Figure 1.

Obesity-linked MC4R mutants are retained in the ER. A, N2A cells were transiently transfected with wt-HA-MC4R-GFP and mutated HA-MC4R-GFP (P78L, R165W, I316S, and I317T). HA-MC4R-GFP at the cell surface was measured by ELISA. Data are expressed as percentage of the wt receptor. B, Cells were transfected with wt-HA-MC4R-GFP and mutated HA-MC4R-GFP (I316S and I317T), transferred at 4 C, incubated with primary rat monoclonal anti-HA antibodies, fixed, and incubated with secondary Cy3-conjugated antirat antibodies. C, N2A cells were transfected as in B. Cells were incubated with rat anti-HA antibodies for 2 h at 37 C. Cells were fixed, washed with PBS, permeabilized, and incubated with Cy3-conjugated antirat antibodies.
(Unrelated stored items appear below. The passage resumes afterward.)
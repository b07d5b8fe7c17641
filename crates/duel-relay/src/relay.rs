//! Per-connection relay.
//!
//! One task per engine-protocol client (TCP or WebSocket):
//!
//! - Before the client is attached to an engine, every byte it sends is
//!   buffered and scanned for lifecycle events. `JOIN_GAME` asks the hub
//!   for a ticket; hosting spawns the engine, waiting follows the racing
//!   host.
//! - Once the session is ready the relay connects to the engine port,
//!   flushes the buffer, and from then on forwards bytes verbatim in both
//!   directions. Lifecycle events are still extracted after forwarding to
//!   keep the directory current.
//! - Any end (client gone, engine link gone, engine process gone, refusal)
//!   runs a single teardown: the host closes its session and terminates
//!   the engine, other members depart.

use std::future::pending;
use std::sync::Arc;

use bytes::{Bytes, BytesMut};
use tokio::sync::{oneshot, watch};
use tokio::task::JoinHandle;
use tracing::{debug, info, warn};

use duel_core::SessionKey;
use duel_protocol::wire_types::JOINERROR_UNAVAILABLE;
use duel_protocol::{encode_join_refusal, LifecycleEvent, StreamExtractor};

use crate::hub::{JoinTicket, SessionHub, SpawnState};
use crate::supervisor::{self, EngineExit, EngineLink, ProcessHandle, SpawnedEngine, Supervisor};
use crate::types::{ClientIo, ConnectionId};

/// What every relay task shares.
#[derive(Clone)]
pub struct RelayContext {
    pub hub: Arc<SessionHub>,
    pub supervisor: Arc<Supervisor>,
    pub max_pending_bytes: usize,
}

/// Drive one client connection to completion.
pub async fn run_connection(ctx: RelayContext, io: ClientIo) {
    let conn = io.conn;
    debug!(%conn, transport = ?io.transport, peer = ?io.peer, "relaying client");
    let mut connection = Connection::new(ctx, io);
    let reason = connection.pump().await;
    info!(%conn, ?reason, "connection closing");
    connection.teardown().await;
}

/// Why a connection stopped.
#[derive(Debug)]
enum Disconnect {
    ClientClosed,
    EngineClosed,
    EngineExited(Option<EngineExit>),
    Refused,
    PendingOverflow(usize),
}

#[derive(Debug, Clone, Copy, PartialEq, Eq)]
enum Role {
    /// Not (yet) part of a session.
    None,
    /// Spawned the session's engine and owns its process.
    Host,
    /// Joined someone else's session.
    Member,
}

/// Result of a join that had to wait (spawn or racing host).
#[derive(Debug)]
enum JoinOutcome {
    Hosted(SpawnedEngine),
    Joined { port: u16 },
    Refused,
}

struct Connection {
    ctx: RelayContext,
    io: ClientIo,
    extractor: StreamExtractor,
    /// Name announced by PLAYER_INFO.
    announced: Option<String>,
    /// Key and member name this connection joined with.
    session: Option<(SessionKey, String)>,
    role: Role,
    pending: BytesMut,
    join: Option<JoinHandle<JoinOutcome>>,
    link: Option<EngineLink>,
    process: Option<ProcessHandle>,
    exit: Option<oneshot::Receiver<EngineExit>>,
}

impl Connection {
    fn new(ctx: RelayContext, io: ClientIo) -> Self {
        Connection {
            ctx,
            io,
            extractor: StreamExtractor::new(),
            announced: None,
            session: None,
            role: Role::None,
            pending: BytesMut::new(),
            join: None,
            link: None,
            process: None,
            exit: None,
        }
    }

    fn conn(&self) -> ConnectionId {
        self.io.conn
    }

    async fn pump(&mut self) -> Disconnect {
        loop {
            let step = tokio::select! {
                chunk = self.io.inbound.recv() => match chunk {
                    Some(bytes) => self.on_client_bytes(bytes).await,
                    None => Err(Disconnect::ClientClosed),
                },
                outcome = wait_join(&mut self.join) => {
                    self.join = None;
                    self.on_join_outcome(outcome).await
                }
                data = recv_link(&mut self.link) => match data {
                    Some(bytes) => {
                        if self.io.outbound.send(bytes).is_err() {
                            Err(Disconnect::ClientClosed)
                        } else {
                            Ok(())
                        }
                    }
                    None => Err(Disconnect::EngineClosed),
                },
                exit = wait_exit(&mut self.exit) => Err(Disconnect::EngineExited(exit)),
            };

            if let Err(reason) = step {
                return reason;
            }
        }
    }

    async fn on_client_bytes(&mut self, bytes: Bytes) -> Result<(), Disconnect> {
        let events = self.extractor.push(&bytes);

        match &self.link {
            Some(link) => {
                if !link.send(bytes) {
                    return Err(Disconnect::EngineClosed);
                }
            }
            None => {
                self.pending.extend_from_slice(&bytes);
                if self.pending.len() > self.ctx.max_pending_bytes {
                    return Err(Disconnect::PendingOverflow(self.pending.len()));
                }
            }
        }

        for event in events {
            self.on_event(event).await?;
        }
        Ok(())
    }

    async fn on_event(&mut self, event: LifecycleEvent) -> Result<(), Disconnect> {
        let conn = self.conn();
        match event {
            LifecycleEvent::Identify(name) => {
                if self.session.is_none() {
                    self.announced = Some(name);
                } else {
                    debug!(%conn, %name, "rename after join ignored");
                }
                Ok(())
            }
            LifecycleEvent::Join(key) => {
                if self.session.is_some() {
                    debug!(%conn, %key, "already joined, ignoring");
                    return Ok(());
                }
                self.start_join(key).await
            }
            LifecycleEvent::ReadyForDuelist => {
                if let Some((key, member)) = &self.session {
                    self.ctx.hub.ready_for_duelist(key, member).await;
                }
                Ok(())
            }
            LifecycleEvent::LeaveOrDemote => {
                if let Some((key, member)) = &self.session {
                    self.ctx.hub.remove_member(key, member).await;
                }
                Ok(())
            }
            LifecycleEvent::Start => {
                if let Some((key, _)) = &self.session {
                    self.ctx.hub.mark_started(key).await;
                }
                Ok(())
            }
        }
    }

    async fn start_join(&mut self, key: SessionKey) -> Result<(), Disconnect> {
        let conn = self.conn();
        let member = self
            .announced
            .clone()
            .unwrap_or_else(|| format!("player{}", conn));
        self.session = Some((key.clone(), member.clone()));

        let ticket = match self.ctx.hub.join(key.clone(), member.clone()).await {
            Ok(ticket) => ticket,
            Err(err) => {
                warn!(%conn, %key, error = %err, "join refused");
                return Err(self.refuse());
            }
        };

        match ticket {
            JoinTicket::Attach { port } => {
                info!(%conn, %key, port, %member, "joining live session");
                self.role = Role::Member;
                self.attach(port).await
            }
            JoinTicket::Host { port } => {
                info!(%conn, %key, port, %member, "hosting new session");
                let ctx = self.ctx.clone();
                self.join = Some(tokio::spawn(host_session(ctx, key, port, member)));
                Ok(())
            }
            JoinTicket::Await(spawn) => {
                info!(%conn, %key, %member, "waiting for racing host");
                let hub = self.ctx.hub.clone();
                self.join = Some(tokio::spawn(await_host(hub, key, member, spawn)));
                Ok(())
            }
        }
    }

    async fn on_join_outcome(&mut self, outcome: JoinOutcome) -> Result<(), Disconnect> {
        match outcome {
            JoinOutcome::Hosted(SpawnedEngine { handle, exit }) => {
                let port = handle.port();
                self.role = Role::Host;
                self.process = Some(handle);
                self.exit = Some(exit);
                self.attach(port).await
            }
            JoinOutcome::Joined { port } => {
                self.role = Role::Member;
                self.attach(port).await
            }
            JoinOutcome::Refused => Err(self.refuse()),
        }
    }

    /// Connect to the engine and flush everything buffered so far.
    async fn attach(&mut self, port: u16) -> Result<(), Disconnect> {
        let conn = self.conn();
        match supervisor::attach(port, &self.pending).await {
            Ok(link) => {
                debug!(%conn, port, flushed = self.pending.len(), "attached");
                self.pending.clear();
                self.link = Some(link);
                Ok(())
            }
            Err(e) => {
                warn!(%conn, port, error = %e, "engine connect failed");
                Err(Disconnect::EngineClosed)
            }
        }
    }

    /// Tell the client its join failed.
    fn refuse(&mut self) -> Disconnect {
        let mut frame = Vec::new();
        if encode_join_refusal(JOINERROR_UNAVAILABLE, &mut frame).is_ok() {
            let _ = self.io.outbound.send(Bytes::from(frame));
        }
        Disconnect::Refused
    }

    async fn teardown(mut self) {
        let conn = self.conn();
        self.link = None;
        self.io.reader.abort();

        if let Some(join) = self.join.take() {
            if let Some((key, member)) = self.session.clone() {
                tokio::spawn(finish_abandoned_join(self.ctx.hub.clone(), key, member, join));
            }
        }

        let Some((key, member)) = self.session.take() else {
            return;
        };
        match self.role {
            Role::Host => {
                if let Some(process) = self.process.take() {
                    process.terminate();
                }
                self.ctx.hub.close_session(&key).await;
                debug!(%conn, %key, "hosted session torn down");
            }
            Role::Member => {
                self.ctx.hub.depart(&key, &member).await;
                debug!(%conn, %key, %member, "departed");
            }
            Role::None => {}
        }
    }
}

async fn host_session(ctx: RelayContext, key: SessionKey, port: u16, member: String) -> JoinOutcome {
    match ctx.supervisor.spawn(port, key.config_file()).await {
        Ok(engine) => match ctx
            .hub
            .open_session(&key, member, engine.handle.clone())
            .await
        {
            Ok(()) => JoinOutcome::Hosted(engine),
            Err(err) => {
                warn!(%key, port, error = %err, "could not open session");
                engine.handle.terminate();
                JoinOutcome::Refused
            }
        },
        Err(err) => {
            warn!(%key, port, error = %err, "engine spawn failed");
            ctx.hub.abandon(&key).await;
            JoinOutcome::Refused
        }
    }
}

async fn await_host(
    hub: Arc<SessionHub>,
    key: SessionKey,
    member: String,
    mut spawn: watch::Receiver<SpawnState>,
) -> JoinOutcome {
    let state = match spawn.wait_for(|s| *s != SpawnState::Spawning).await {
        Ok(state) => *state,
        Err(_) => SpawnState::Failed,
    };

    match state {
        SpawnState::Ready(_) => match hub.attach_waiter(&key, member).await {
            Ok(port) => JoinOutcome::Joined { port },
            Err(err) => {
                debug!(%key, error = %err, "session gone before attach");
                JoinOutcome::Refused
            }
        },
        _ => JoinOutcome::Refused,
    }
}

/// Undo a join that completed after its connection went away.
async fn finish_abandoned_join(
    hub: Arc<SessionHub>,
    key: SessionKey,
    member: String,
    join: JoinHandle<JoinOutcome>,
) {
    match join.await {
        Ok(JoinOutcome::Hosted(engine)) => {
            engine.handle.terminate();
            hub.close_session(&key).await;
        }
        Ok(JoinOutcome::Joined { .. }) => hub.depart(&key, &member).await,
        Ok(JoinOutcome::Refused) => {}
        Err(err) => warn!(%key, error = %err, "join task failed"),
    }
}

async fn wait_join(join: &mut Option<JoinHandle<JoinOutcome>>) -> JoinOutcome {
    match join {
        Some(handle) => match handle.await {
            Ok(outcome) => outcome,
            Err(err) => {
                warn!(error = %err, "join task failed");
                JoinOutcome::Refused
            }
        },
        None => pending().await,
    }
}

async fn recv_link(link: &mut Option<EngineLink>) -> Option<Bytes> {
    match link {
        Some(link) => link.recv().await,
        None => pending().await,
    }
}

async fn wait_exit(exit: &mut Option<oneshot::Receiver<EngineExit>>) -> Option<EngineExit> {
    match exit {
        Some(rx) => rx.await.ok(),
        None => pending().await,
    }
}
Arrow and arrowhead indicate endosomal compartment and plasma membrane, respectively. D, Quantification of the confocal images of the experiment shown in C. The wt-HA-MC4R-GFP (n = 30) and mutated HA-MC4R-GFP (I316S n = 31, I317T n = 30), M1, Mander’s overlap coefficient. E and F, N2A cells were transfected with wt-HA-MC4R-GFP and mutated HA-MC4R-GFP (I316S and I317S). Receptor internalization (E) and exocytosis (F) were measured as previously reported (18). G, N2A cells were transiently transfected with wt-HA-MC4R-GFP and mutant HA-MC4R-GFP (P78L, R165W, I316S, and I317T). Cells were permeabilized and stained with primary rabbit polyclonal anti-calnexin and secondary Cy3-conjugated antirabbit antibodies. H, Quantification of the colocalization of MC4R with calnexin was done using cells transfected with wt-HA-MC4R-GFP (n = 55) and mutated HA-MC4R-GFP (P78L n = 23, R165W n = 22, I316S n = 36, I317T n = 33). Bars, 25 μm. ***, P < 0.0001.